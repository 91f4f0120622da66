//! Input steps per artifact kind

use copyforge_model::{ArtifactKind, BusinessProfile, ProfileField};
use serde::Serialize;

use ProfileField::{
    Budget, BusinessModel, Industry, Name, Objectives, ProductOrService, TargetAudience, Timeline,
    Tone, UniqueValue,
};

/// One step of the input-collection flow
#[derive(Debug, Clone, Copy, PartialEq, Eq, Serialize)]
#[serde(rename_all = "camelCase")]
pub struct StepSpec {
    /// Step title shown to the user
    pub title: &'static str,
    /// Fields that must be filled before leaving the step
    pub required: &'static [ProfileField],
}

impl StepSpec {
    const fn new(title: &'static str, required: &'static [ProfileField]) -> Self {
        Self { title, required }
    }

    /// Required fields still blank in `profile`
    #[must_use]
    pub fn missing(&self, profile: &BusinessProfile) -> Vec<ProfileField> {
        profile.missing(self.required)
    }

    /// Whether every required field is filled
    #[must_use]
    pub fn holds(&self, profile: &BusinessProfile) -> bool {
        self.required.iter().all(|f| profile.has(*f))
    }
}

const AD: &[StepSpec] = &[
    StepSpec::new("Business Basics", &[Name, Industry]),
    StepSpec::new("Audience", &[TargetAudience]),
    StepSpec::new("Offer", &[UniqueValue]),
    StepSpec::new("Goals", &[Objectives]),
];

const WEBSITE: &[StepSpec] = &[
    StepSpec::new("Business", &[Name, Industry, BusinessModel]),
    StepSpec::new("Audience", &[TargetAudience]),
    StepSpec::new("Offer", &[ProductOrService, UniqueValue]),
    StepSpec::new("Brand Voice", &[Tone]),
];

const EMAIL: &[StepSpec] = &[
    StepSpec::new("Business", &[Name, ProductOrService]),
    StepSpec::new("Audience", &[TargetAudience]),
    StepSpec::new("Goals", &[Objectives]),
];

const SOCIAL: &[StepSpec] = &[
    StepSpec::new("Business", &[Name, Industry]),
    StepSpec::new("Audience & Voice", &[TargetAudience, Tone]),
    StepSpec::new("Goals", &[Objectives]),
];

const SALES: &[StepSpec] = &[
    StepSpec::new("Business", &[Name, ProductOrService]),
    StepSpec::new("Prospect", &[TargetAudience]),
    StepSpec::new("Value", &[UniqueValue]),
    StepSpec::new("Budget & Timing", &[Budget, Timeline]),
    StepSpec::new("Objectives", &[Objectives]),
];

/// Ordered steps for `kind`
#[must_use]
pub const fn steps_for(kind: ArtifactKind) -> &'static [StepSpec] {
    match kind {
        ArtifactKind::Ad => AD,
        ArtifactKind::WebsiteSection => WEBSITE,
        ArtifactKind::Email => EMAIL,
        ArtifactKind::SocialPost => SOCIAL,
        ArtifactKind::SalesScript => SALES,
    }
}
———
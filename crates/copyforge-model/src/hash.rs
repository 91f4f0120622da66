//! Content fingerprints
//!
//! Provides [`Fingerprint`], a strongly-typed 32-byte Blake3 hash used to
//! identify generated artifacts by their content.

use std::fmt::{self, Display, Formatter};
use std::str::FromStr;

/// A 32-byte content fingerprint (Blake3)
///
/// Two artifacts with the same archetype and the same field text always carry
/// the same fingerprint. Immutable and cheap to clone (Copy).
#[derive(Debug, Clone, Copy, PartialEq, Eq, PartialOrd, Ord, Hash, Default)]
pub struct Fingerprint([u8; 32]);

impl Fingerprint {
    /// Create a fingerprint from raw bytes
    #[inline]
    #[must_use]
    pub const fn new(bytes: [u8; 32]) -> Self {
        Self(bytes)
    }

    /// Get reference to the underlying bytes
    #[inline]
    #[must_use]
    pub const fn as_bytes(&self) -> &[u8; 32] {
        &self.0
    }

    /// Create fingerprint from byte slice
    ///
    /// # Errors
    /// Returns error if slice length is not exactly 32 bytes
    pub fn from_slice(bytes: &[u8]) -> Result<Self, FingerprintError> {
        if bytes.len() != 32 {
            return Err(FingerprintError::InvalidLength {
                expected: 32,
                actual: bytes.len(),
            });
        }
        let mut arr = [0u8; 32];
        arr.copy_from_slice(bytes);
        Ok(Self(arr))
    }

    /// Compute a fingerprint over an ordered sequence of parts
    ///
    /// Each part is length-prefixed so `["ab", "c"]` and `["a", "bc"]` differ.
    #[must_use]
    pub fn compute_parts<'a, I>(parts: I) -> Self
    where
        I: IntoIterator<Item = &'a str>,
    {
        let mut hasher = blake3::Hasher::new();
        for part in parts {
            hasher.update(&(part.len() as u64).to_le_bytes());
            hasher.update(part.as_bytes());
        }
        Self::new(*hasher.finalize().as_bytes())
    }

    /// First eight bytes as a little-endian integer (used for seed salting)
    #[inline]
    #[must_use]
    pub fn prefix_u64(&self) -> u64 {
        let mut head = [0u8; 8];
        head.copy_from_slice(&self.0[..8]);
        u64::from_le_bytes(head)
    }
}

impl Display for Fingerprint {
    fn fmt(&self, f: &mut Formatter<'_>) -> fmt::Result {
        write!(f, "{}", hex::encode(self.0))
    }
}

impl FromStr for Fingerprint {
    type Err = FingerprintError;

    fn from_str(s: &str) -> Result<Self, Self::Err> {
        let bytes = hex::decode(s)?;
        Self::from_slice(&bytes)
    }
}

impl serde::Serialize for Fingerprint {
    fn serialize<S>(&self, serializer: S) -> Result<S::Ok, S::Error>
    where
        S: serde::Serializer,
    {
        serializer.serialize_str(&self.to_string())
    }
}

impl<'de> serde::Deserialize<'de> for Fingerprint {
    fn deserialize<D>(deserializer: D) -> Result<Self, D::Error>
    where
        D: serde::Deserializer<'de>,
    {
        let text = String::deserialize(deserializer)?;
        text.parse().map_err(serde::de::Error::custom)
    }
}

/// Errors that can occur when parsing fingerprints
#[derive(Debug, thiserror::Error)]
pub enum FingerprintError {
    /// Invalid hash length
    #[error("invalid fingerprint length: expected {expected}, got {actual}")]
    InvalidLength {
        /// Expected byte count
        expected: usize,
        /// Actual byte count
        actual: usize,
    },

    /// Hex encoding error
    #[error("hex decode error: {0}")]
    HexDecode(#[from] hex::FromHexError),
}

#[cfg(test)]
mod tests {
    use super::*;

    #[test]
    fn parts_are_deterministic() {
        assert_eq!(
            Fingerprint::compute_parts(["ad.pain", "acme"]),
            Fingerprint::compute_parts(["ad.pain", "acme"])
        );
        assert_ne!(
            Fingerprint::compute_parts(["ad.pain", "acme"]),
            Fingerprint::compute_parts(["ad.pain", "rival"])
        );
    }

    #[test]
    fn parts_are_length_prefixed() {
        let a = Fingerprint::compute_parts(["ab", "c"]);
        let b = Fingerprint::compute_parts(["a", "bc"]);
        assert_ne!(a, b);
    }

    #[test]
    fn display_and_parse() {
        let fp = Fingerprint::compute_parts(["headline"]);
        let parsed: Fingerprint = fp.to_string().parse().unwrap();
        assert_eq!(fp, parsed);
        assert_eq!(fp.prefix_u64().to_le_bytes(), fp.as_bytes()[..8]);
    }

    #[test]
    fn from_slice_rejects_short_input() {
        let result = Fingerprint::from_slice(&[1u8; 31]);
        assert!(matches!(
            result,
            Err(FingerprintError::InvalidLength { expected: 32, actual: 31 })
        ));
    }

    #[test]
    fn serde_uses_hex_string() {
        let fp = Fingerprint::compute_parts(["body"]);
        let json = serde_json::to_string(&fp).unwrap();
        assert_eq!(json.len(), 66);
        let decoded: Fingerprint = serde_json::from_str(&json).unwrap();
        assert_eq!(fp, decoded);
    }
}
———
→ WORK TO COMPLETE: Each line of the records with the word "update" in it is to be copied.

→ RESULT OF THE TASK:
            hasher.update(&(part.len() as u64).to_le_bytes());
            hasher.update(part.as_bytes());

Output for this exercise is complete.